Work to complete =
Pull every line containing "parse" from the listing below.

# # # # # # #

use super::{
    ContactEmail,
    payload::{Choice, Payload},
};

#[derive(Debug, Clone, Copy, PartialEq, Eq)]
pub enum Platform {
    Instagram,
    TikTok,
    YouTube,
    Other,
}

impl Choice for Platform {
    const ALL: &'static [Self] = &[
        Platform::Instagram,
        Platform::TikTok,
        Platform::YouTube,
        Platform::Other,
    ];

    fn as_str(&self) -> &'static str {
        match self {
            Platform::Instagram => "instagram",
            Platform::TikTok => "tiktok",
            Platform::YouTube => "youtube",
            Platform::Other => "other",
        }
    }
}

#[derive(Debug, Clone, Copy, PartialEq, Eq)]
pub enum FollowerRange {
    From10kTo50k,
    From50kTo100k,
    From100kTo500k,
    Over500k,
}

impl Choice for FollowerRange {
    const ALL: &'static [Self] = &[
        FollowerRange::From10kTo50k,
        FollowerRange::From50kTo100k,
        FollowerRange::From100kTo500k,
        FollowerRange::Over500k,
    ];

    fn as_str(&self) -> &'static str {
        match self {
            FollowerRange::From10kTo50k => "10k-50k",
            FollowerRange::From50kTo100k => "50k-100k",
            FollowerRange::From100kTo500k => "100k-500k",
            FollowerRange::Over500k => "500k+",
        }
    }
}

/// A creator's application to the partnership program.
#[derive(Debug, Clone)]
pub struct InfluencerApplication {
    pub full_name: String,
    pub email: ContactEmail,
    pub social_handle: String,
    pub platform: Platform,
    pub niche: String,
    pub follower_range: FollowerRange,
    pub message: String,
}

impl InfluencerApplication {
    /// Fields are checked in form order and the first violation wins.
    pub fn parse(payload: &Payload) -> Result<Self, String> {
        let full_name = payload.bounded_text("fullName", 2, None)?;
        let email = ContactEmail::parse(payload.text("email")?.to_string())
            .map_err(|_| "email must be a valid email address".to_string())?;
        let social_handle = payload.bounded_text("socialHandle", 2, None)?;
        let platform = payload.choice("platform")?;
        let niche = payload.bounded_text("niche", 2, None)?;
        let follower_range = payload.choice("followerRange")?;
        let message = payload.bounded_text("message", 10, Some(500))?;

        Ok(Self {
            full_name,
            email,
            social_handle,
            platform,
            niche,
            follower_range,
            message,
        })
    }

    /// The first word of the full name, used to greet the applicant.
    pub fn first_name(&self) -> &str {
        self.full_name.split_whitespace().next().unwrap_or("creator")
    }
}

impl TryFrom<&Payload> for InfluencerApplication {
    type Error = String;

    fn try_from(payload: &Payload) -> Result<Self, Self::Error> {
        InfluencerApplication::parse(payload)
    }
}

# # # # # # #

Task output =
    pub fn parse(payload: &Payload) -> Result<Self, String> {
        let email = ContactEmail::parse(payload.text("email")?.to_string())
        InfluencerApplication::parse(payload)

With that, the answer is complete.